§ Problem to solve
Select, from the data, each line where "warn" occurs.

§ The input
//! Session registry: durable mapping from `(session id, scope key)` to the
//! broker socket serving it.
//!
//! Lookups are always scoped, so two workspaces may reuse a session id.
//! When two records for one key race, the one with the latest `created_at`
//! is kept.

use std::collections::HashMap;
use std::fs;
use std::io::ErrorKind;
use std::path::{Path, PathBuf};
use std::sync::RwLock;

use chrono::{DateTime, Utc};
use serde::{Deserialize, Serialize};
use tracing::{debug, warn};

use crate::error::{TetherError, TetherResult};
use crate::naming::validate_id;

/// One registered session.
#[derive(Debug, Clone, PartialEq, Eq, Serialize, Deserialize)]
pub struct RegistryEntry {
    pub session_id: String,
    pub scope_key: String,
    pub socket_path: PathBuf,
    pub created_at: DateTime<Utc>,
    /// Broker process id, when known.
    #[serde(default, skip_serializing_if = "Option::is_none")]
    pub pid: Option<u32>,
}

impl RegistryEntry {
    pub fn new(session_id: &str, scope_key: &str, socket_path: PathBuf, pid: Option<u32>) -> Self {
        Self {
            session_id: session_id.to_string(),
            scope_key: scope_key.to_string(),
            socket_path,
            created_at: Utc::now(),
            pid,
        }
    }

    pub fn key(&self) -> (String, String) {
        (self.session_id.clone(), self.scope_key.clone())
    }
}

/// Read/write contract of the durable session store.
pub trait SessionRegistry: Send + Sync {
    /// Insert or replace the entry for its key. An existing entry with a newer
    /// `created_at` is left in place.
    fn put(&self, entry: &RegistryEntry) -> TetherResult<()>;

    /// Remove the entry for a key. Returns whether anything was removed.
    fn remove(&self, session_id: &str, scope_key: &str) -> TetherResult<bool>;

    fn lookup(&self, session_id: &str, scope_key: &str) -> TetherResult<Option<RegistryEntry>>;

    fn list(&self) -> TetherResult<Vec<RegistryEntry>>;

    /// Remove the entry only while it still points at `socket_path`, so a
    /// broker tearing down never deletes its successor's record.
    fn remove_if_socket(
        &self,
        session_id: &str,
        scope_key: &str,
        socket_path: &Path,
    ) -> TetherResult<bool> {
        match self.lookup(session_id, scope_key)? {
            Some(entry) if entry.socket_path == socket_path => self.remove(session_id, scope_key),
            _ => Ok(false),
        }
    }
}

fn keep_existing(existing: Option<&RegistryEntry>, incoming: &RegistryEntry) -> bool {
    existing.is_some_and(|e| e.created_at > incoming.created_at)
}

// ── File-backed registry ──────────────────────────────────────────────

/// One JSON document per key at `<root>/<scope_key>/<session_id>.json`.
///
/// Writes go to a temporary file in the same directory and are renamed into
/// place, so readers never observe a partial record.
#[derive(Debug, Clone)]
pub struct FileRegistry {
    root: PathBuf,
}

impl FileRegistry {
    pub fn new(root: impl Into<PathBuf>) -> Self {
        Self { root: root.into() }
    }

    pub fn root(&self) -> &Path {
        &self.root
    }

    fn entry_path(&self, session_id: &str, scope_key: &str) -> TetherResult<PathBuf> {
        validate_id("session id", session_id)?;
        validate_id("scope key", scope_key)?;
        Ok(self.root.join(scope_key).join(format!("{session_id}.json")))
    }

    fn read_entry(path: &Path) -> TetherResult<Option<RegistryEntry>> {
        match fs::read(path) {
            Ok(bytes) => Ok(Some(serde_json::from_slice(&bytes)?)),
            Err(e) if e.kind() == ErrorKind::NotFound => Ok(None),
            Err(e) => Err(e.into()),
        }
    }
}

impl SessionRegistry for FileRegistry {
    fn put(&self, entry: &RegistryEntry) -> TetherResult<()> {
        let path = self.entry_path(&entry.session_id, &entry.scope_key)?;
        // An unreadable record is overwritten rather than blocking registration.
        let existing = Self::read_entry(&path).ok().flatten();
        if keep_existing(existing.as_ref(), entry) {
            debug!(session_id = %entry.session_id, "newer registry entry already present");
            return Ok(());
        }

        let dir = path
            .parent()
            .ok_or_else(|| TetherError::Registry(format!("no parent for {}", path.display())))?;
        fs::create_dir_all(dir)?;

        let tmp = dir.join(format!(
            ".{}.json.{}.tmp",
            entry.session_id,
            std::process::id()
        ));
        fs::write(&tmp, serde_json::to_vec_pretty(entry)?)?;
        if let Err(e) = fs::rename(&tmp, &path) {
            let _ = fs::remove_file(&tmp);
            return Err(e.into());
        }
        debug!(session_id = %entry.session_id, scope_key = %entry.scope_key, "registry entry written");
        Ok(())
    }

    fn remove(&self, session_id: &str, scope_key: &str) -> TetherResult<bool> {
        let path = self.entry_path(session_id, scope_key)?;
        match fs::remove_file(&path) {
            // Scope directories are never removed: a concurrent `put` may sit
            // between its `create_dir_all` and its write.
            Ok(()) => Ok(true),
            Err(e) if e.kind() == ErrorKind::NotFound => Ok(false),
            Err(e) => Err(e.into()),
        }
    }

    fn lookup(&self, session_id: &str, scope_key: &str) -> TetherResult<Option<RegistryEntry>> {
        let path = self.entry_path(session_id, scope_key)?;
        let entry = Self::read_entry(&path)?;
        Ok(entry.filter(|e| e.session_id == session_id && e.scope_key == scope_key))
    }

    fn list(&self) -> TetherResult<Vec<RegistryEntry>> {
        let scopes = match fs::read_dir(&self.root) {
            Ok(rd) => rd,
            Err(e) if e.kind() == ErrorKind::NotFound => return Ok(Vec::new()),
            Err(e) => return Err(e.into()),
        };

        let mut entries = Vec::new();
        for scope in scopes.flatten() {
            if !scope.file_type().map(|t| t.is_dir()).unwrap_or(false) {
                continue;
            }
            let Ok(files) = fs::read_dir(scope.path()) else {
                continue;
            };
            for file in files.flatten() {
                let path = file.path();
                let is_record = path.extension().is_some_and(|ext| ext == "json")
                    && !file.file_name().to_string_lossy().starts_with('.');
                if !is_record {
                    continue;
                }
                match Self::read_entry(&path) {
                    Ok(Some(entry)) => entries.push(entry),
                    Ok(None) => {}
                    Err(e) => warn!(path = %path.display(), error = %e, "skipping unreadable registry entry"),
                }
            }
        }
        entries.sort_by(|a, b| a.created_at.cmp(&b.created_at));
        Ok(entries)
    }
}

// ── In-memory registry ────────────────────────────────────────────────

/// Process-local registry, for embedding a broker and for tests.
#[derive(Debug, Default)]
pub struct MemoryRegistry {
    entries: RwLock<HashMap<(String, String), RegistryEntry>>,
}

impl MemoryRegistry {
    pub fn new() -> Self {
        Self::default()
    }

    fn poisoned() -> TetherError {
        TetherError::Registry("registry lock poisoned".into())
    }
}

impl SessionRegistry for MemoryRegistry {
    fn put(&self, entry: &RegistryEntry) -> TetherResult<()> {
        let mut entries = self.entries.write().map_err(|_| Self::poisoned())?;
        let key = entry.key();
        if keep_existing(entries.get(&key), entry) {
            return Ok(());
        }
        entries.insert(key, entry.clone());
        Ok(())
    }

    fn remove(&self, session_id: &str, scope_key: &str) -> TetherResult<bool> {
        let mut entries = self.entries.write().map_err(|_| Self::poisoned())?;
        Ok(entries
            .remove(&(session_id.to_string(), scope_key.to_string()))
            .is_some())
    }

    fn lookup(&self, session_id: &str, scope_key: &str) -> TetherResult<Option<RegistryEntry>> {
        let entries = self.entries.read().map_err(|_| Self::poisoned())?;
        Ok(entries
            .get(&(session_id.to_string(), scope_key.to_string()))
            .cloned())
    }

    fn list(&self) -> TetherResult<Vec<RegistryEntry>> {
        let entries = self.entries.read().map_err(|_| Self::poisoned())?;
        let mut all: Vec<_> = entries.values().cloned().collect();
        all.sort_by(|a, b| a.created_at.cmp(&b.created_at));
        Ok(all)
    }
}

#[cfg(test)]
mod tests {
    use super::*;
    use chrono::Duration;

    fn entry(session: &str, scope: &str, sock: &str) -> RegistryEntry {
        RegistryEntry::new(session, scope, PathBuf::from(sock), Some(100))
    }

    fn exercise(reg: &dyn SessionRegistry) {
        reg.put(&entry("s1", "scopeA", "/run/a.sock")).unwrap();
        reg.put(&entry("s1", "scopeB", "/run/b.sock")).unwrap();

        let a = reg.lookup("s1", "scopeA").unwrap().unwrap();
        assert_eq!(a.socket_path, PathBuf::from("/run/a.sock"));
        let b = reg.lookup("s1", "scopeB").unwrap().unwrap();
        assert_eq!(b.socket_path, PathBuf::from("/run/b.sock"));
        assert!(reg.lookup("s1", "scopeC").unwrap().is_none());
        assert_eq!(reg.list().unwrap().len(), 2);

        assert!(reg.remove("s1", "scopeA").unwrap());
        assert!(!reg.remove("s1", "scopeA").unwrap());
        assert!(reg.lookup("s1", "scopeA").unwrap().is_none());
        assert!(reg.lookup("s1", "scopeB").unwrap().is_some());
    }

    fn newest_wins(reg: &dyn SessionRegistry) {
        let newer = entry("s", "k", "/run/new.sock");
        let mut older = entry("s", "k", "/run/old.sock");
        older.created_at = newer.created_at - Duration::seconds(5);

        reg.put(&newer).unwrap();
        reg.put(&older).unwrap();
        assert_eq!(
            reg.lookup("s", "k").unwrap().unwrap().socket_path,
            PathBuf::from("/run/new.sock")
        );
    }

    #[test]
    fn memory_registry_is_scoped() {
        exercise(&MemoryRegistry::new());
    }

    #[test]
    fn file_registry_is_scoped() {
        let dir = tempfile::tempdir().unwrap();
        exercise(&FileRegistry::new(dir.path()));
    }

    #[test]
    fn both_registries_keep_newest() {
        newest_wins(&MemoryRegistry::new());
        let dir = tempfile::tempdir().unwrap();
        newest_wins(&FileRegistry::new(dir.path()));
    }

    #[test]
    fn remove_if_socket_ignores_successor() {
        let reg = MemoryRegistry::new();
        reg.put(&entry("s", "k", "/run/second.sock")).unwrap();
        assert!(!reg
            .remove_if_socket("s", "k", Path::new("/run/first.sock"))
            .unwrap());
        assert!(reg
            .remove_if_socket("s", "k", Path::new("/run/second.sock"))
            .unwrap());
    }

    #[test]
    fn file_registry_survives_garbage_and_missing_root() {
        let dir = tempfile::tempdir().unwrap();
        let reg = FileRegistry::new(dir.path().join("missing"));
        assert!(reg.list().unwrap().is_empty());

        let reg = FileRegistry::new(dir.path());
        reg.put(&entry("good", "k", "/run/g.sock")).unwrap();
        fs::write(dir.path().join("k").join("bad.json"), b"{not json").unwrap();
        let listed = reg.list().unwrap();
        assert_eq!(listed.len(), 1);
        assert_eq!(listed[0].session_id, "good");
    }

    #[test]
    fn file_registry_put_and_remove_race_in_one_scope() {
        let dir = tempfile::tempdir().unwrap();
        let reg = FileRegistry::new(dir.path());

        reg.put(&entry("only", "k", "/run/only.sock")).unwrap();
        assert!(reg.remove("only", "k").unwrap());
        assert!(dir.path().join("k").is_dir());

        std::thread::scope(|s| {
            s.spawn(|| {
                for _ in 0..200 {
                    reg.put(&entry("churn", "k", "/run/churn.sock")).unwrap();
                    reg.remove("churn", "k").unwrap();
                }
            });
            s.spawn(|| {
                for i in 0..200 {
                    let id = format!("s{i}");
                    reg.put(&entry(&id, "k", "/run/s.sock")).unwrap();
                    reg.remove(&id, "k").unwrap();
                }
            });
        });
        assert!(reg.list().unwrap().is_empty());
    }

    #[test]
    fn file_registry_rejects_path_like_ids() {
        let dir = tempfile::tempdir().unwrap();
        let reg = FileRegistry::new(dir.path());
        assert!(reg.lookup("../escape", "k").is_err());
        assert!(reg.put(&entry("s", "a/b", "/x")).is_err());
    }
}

§ Your solution
use tracing::{debug, warn};
                    Err(e) => warn!(path = %path.display(), error = %e, "skipping unreadable registry entry"),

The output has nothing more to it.